## Records supplied
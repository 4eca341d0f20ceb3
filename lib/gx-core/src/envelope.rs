//! Wire messages exchanged over the transport

use crate::{AddressKey, ServiceIdentifier, TracePath};
use serde::{Deserialize, Serialize};
use serde_json::Value;
use std::collections::BTreeMap;
use std::time::Duration;

/// A single outbound call.
///
/// `traceid` is the field name spoken on the wire; `traceId` is accepted on
/// input as well.
#[derive(Clone, Debug, PartialEq, Serialize, Deserialize)]
pub struct InvocationEnvelope {
    pub namespace: String,
    pub service: String,
    pub version: String,
    pub method: String,
    #[serde(default)]
    pub args: Vec<Value>,
    #[serde(rename = "traceid", alias = "traceId", default)]
    pub trace_id: TracePath,
    /// Target address, precomputed for the broker
    #[serde(default, skip_serializing_if = "Option::is_none")]
    pub address: Option<AddressKey>,
}

impl InvocationEnvelope {
    pub fn new(
        target: &ServiceIdentifier,
        method: impl Into<String>,
        args: Vec<Value>,
        trace_id: TracePath,
    ) -> Self {
        Self {
            namespace: target.namespace.clone(),
            service: target.service.clone(),
            version: target.version.clone(),
            method: method.into(),
            args,
            trace_id,
            address: Some(target.address()),
        }
    }

    pub fn target(&self) -> ServiceIdentifier {
        ServiceIdentifier::new(&self.namespace, &self.service, &self.version)
    }

    /// Address named by the envelope's triple, ignoring any precomputed key
    pub fn target_address(&self) -> AddressKey {
        AddressKey::derive(&self.namespace, &self.service, &self.version)
    }
}

/// Reply to an invocation: exactly one of `{"result": ..}` or `{"error": ..}`
#[derive(Clone, Debug, PartialEq, Serialize, Deserialize)]
#[serde(rename_all = "lowercase")]
pub enum ResponseEnvelope {
    Result(Value),
    Error(Value),
}

impl ResponseEnvelope {
    pub fn error(value: impl Into<Value>) -> Self {
        ResponseEnvelope::Error(value.into())
    }

    /// Read a decoded reply object leniently.
    ///
    /// `result` wins over `error` and other keys are ignored. An object with
    /// neither key is a result of `null`, which is what a callee serializing an
    /// absent result sends. Anything but an object yields `None`.
    pub fn from_reply(reply: Value) -> Option<Self> {
        let Value::Object(mut fields) = reply else {
            return None;
        };
        if let Some(result) = fields.remove("result") {
            return Some(ResponseEnvelope::Result(result));
        }
        Some(match fields.remove("error") {
            Some(error) => ResponseEnvelope::Error(error),
            None => ResponseEnvelope::Result(Value::Null),
        })
    }
}

/// Per-method metadata announced to the broker
#[derive(Clone, Debug, Default, PartialEq, Eq, Serialize, Deserialize)]
pub struct MethodMetadata {
    #[serde(default)]
    pub params: Vec<String>,
}

/// Discovery heartbeat published on `gx.broker.register`
#[derive(Clone, Debug, PartialEq, Eq, Serialize, Deserialize)]
pub struct RegistrationDescriptor {
    pub namespace: String,
    pub service: String,
    pub version: String,
    #[serde(default)]
    pub methods: BTreeMap<String, MethodMetadata>,
    /// Heartbeat interval in milliseconds; absent from instances that do not
    /// announce it
    #[serde(default, skip_serializing_if = "Option::is_none")]
    pub interval: Option<u64>,
}

impl RegistrationDescriptor {
    pub fn address(&self) -> AddressKey {
        AddressKey::derive(&self.namespace, &self.service, &self.version)
    }

    pub fn with_interval(mut self, interval: Duration) -> Self {
        self.interval = Some(interval.as_millis() as u64);
        self
    }

    pub fn announced_interval(&self) -> Option<Duration> {
        self.interval.filter(|ms| *ms > 0).map(Duration::from_millis)
    }
}

#[cfg(test)]
mod tests {
    use super::*;
    use serde_json::json;

    #[test]
    fn test_invocation_wire_shape() {
        let target = ServiceIdentifier::parse("a.b.c@2.3.1");
        let envelope = InvocationEnvelope::new(
            &target,
            "add",
            vec![json!(2), json!(3)],
            TracePath::from(vec![1, 1]),
        );

        let wire = serde_json::to_value(&envelope).unwrap();
        assert_eq!(wire["namespace"], json!("a.b"));
        assert_eq!(wire["service"], json!("c"));
        assert_eq!(wire["version"], json!("2.3.1"));
        assert_eq!(wire["method"], json!("add"));
        assert_eq!(wire["args"], json!([2, 3]));
        assert_eq!(wire["traceid"], json!([1, 1]));
        assert_eq!(wire["address"], json!(target.address().as_str()));
    }

    #[test]
    fn test_invocation_accepts_camel_case_trace() {
        let raw = r#"{"namespace":"","service":"math","version":"1.0.0","method":"add","args":[1],"traceId":[3,1]}"#;
        let envelope: InvocationEnvelope = serde_json::from_str(raw).unwrap();
        assert_eq!(envelope.trace_id, TracePath::from(vec![3, 1]));
        assert_eq!(envelope.address, None);
        assert_eq!(envelope.target_address(), AddressKey::derive("", "math", "1.0.0"));
    }

    #[test]
    fn test_response_wire_shape() {
        let ok = ResponseEnvelope::Result(json!(5));
        assert_eq!(serde_json::to_string(&ok).unwrap(), r#"{"result":5}"#);

        let err = ResponseEnvelope::error("callee:unknown_method");
        assert_eq!(
            serde_json::to_string(&err).unwrap(),
            r#"{"error":"callee:unknown_method"}"#
        );
    }

    #[test]
    fn test_reply_decoding_is_lenient() {
        assert_eq!(
            ResponseEnvelope::from_reply(json!({"result": 5, "extra": true})),
            Some(ResponseEnvelope::Result(json!(5)))
        );
        assert_eq!(
            ResponseEnvelope::from_reply(json!({"result": 1, "error": "ignored"})),
            Some(ResponseEnvelope::Result(json!(1)))
        );
        assert_eq!(
            ResponseEnvelope::from_reply(json!({"error": {"code": 42}})),
            Some(ResponseEnvelope::Error(json!({"code": 42})))
        );
        assert_eq!(
            ResponseEnvelope::from_reply(json!({})),
            Some(ResponseEnvelope::Result(Value::Null))
        );
        assert_eq!(ResponseEnvelope::from_reply(json!([1, 2])), None);
    }

    #[test]
    fn test_response_decodes_null_result() {
        let decoded: ResponseEnvelope = serde_json::from_str(r#"{"result":null}"#).unwrap();
        assert_eq!(decoded, ResponseEnvelope::Result(Value::Null));
    }

    #[test]
    fn test_registration_wire_shape() {
        let mut methods = BTreeMap::new();
        methods.insert("add".to_string(), MethodMetadata::default());
        let descriptor = RegistrationDescriptor {
            namespace: "".to_string(),
            service: "math".to_string(),
            version: "1.0.0".to_string(),
            methods,
            interval: None,
        };

        assert_eq!(
            serde_json::to_value(&descriptor).unwrap(),
            json!({"namespace": "", "service": "math", "version": "1.0.0", "methods": {"add": {"params": []}}})
        );

        let announced = descriptor.with_interval(Duration::from_millis(400));
        assert_eq!(serde_json::to_value(&announced).unwrap()["interval"], json!(400));
        assert_eq!(announced.announced_interval(), Some(Duration::from_millis(400)));
    }
}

## Work request
Copy the material above exactly. Include every line.

## Exercise answer
repository 4eca341d0f20ceb3
filename lib/gx-core/src/envelope.rs
//! Wire messages exchanged over the transport

use crate::{AddressKey, ServiceIdentifier, TracePath};
use serde::{Deserialize, Serialize};
use serde_json::Value;
use std::collections::BTreeMap;
use std::time::Duration;

/// A single outbound call.
///
/// `traceid` is the field name spoken on the wire; `traceId` is accepted on
/// input as well.
#[derive(Clone, Debug, PartialEq, Serialize, Deserialize)]
pub struct InvocationEnvelope {
    pub namespace: String,
    pub service: String,
    pub version: String,
    pub method: String,
    #[serde(default)]
    pub args: Vec<Value>,
    #[serde(rename = "traceid", alias = "traceId", default)]
    pub trace_id: TracePath,
    /// Target address, precomputed for the broker
    #[serde(default, skip_serializing_if = "Option::is_none")]
    pub address: Option<AddressKey>,
}

impl InvocationEnvelope {
    pub fn new(
        target: &ServiceIdentifier,
        method: impl Into<String>,
        args: Vec<Value>,
        trace_id: TracePath,
    ) -> Self {
        Self {
            namespace: target.namespace.clone(),
            service: target.service.clone(),
            version: target.version.clone(),
            method: method.into(),
            args,
            trace_id,
            address: Some(target.address()),
        }
    }

    pub fn target(&self) -> ServiceIdentifier {
        ServiceIdentifier::new(&self.namespace, &self.service, &self.version)
    }

    /// Address named by the envelope's triple, ignoring any precomputed key
    pub fn target_address(&self) -> AddressKey {
        AddressKey::derive(&self.namespace, &self.service, &self.version)
    }
}

/// Reply to an invocation: exactly one of `{"result": ..}` or `{"error": ..}`
#[derive(Clone, Debug, PartialEq, Serialize, Deserialize)]
#[serde(rename_all = "lowercase")]
pub enum ResponseEnvelope {
    Result(Value),
    Error(Value),
}

impl ResponseEnvelope {
    pub fn error(value: impl Into<Value>) -> Self {
        ResponseEnvelope::Error(value.into())
    }

    /// Read a decoded reply object leniently.
    ///
    /// `result` wins over `error` and other keys are ignored. An object with
    /// neither key is a result of `null`, which is what a callee serializing an
    /// absent result sends. Anything but an object yields `None`.
    pub fn from_reply(reply: Value) -> Option<Self> {
        let Value::Object(mut fields) = reply else {
            return None;
        };
        if let Some(result) = fields.remove("result") {
            return Some(ResponseEnvelope::Result(result));
        }
        Some(match fields.remove("error") {
            Some(error) => ResponseEnvelope::Error(error),
            None => ResponseEnvelope::Result(Value::Null),
        })
    }
}

/// Per-method metadata announced to the broker
#[derive(Clone, Debug, Default, PartialEq, Eq, Serialize, Deserialize)]
pub struct MethodMetadata {
    #[serde(default)]
    pub params: Vec<String>,
}

/// Discovery heartbeat published on `gx.broker.register`
#[derive(Clone, Debug, PartialEq, Eq, Serialize, Deserialize)]
pub struct RegistrationDescriptor {
    pub namespace: String,
    pub service: String,
    pub version: String,
    #[serde(default)]
    pub methods: BTreeMap<String, MethodMetadata>,
    /// Heartbeat interval in milliseconds; absent from instances that do not
    /// announce it
    #[serde(default, skip_serializing_if = "Option::is_none")]
    pub interval: Option<u64>,
}

impl RegistrationDescriptor {
    pub fn address(&self) -> AddressKey {
        AddressKey::derive(&self.namespace, &self.service, &self.version)
    }

    pub fn with_interval(mut self, interval: Duration) -> Self {
        self.interval = Some(interval.as_millis() as u64);
        self
    }

    pub fn announced_interval(&self) -> Option<Duration> {
        self.interval.filter(|ms| *ms > 0).map(Duration::from_millis)
    }
}

#[cfg(test)]
mod tests {
    use super::*;
    use serde_json::json;

    #[test]
    fn test_invocation_wire_shape() {
        let target = ServiceIdentifier::parse("a.b.c@2.3.1");
        let envelope = InvocationEnvelope::new(
            &target,
            "add",
            vec![json!(2), json!(3)],
            TracePath::from(vec![1, 1]),
        );

        let wire = serde_json::to_value(&envelope).unwrap();
        assert_eq!(wire["namespace"], json!("a.b"));
        assert_eq!(wire["service"], json!("c"));
        assert_eq!(wire["version"], json!("2.3.1"));
        assert_eq!(wire["method"], json!("add"));
        assert_eq!(wire["args"], json!([2, 3]));
        assert_eq!(wire["traceid"], json!([1, 1]));
        assert_eq!(wire["address"], json!(target.address().as_str()));
    }

    #[test]
    fn test_invocation_accepts_camel_case_trace() {
        let raw = r#"{"namespace":"","service":"math","version":"1.0.0","method":"add","args":[1],"traceId":[3,1]}"#;
        let envelope: InvocationEnvelope = serde_json::from_str(raw).unwrap();
        assert_eq!(envelope.trace_id, TracePath::from(vec![3, 1]));
        assert_eq!(envelope.address, None);
        assert_eq!(envelope.target_address(), AddressKey::derive("", "math", "1.0.0"));
    }

    #[test]
    fn test_response_wire_shape() {
        let ok = ResponseEnvelope::Result(json!(5));
        assert_eq!(serde_json::to_string(&ok).unwrap(), r#"{"result":5}"#);

        let err = ResponseEnvelope::error("callee:unknown_method");
        assert_eq!(
            serde_json::to_string(&err).unwrap(),
            r#"{"error":"callee:unknown_method"}"#
        );
    }

    #[test]
    fn test_reply_decoding_is_lenient() {
        assert_eq!(
            ResponseEnvelope::from_reply(json!({"result": 5, "extra": true})),
            Some(ResponseEnvelope::Result(json!(5)))
        );
        assert_eq!(
            ResponseEnvelope::from_reply(json!({"result": 1, "error": "ignored"})),
            Some(ResponseEnvelope::Result(json!(1)))
        );
        assert_eq!(
            ResponseEnvelope::from_reply(json!({"error": {"code": 42}})),
            Some(ResponseEnvelope::Error(json!({"code": 42})))
        );
        assert_eq!(
            ResponseEnvelope::from_reply(json!({})),
            Some(ResponseEnvelope::Result(Value::Null))
        );
        assert_eq!(ResponseEnvelope::from_reply(json!([1, 2])), None);
    }

    #[test]
    fn test_response_decodes_null_result() {
        let decoded: ResponseEnvelope = serde_json::from_str(r#"{"result":null}"#).unwrap();
        assert_eq!(decoded, ResponseEnvelope::Result(Value::Null));
    }

    #[test]
    fn test_registration_wire_shape() {
        let mut methods = BTreeMap::new();
        methods.insert("add".to_string(), MethodMetadata::default());
        let descriptor = RegistrationDescriptor {
            namespace: "".to_string(),
            service: "math".to_string(),
            version: "1.0.0".to_string(),
            methods,
            interval: None,
        };

        assert_eq!(
            serde_json::to_value(&descriptor).unwrap(),
            json!({"namespace": "", "service": "math", "version": "1.0.0", "methods": {"add": {"params": []}}})
        );

        let announced = descriptor.with_interval(Duration::from_millis(400));
        assert_eq!(serde_json::to_value(&announced).unwrap()["interval"], json!(400));
        assert_eq!(announced.announced_interval(), Some(Duration::from_millis(400)));
    }
}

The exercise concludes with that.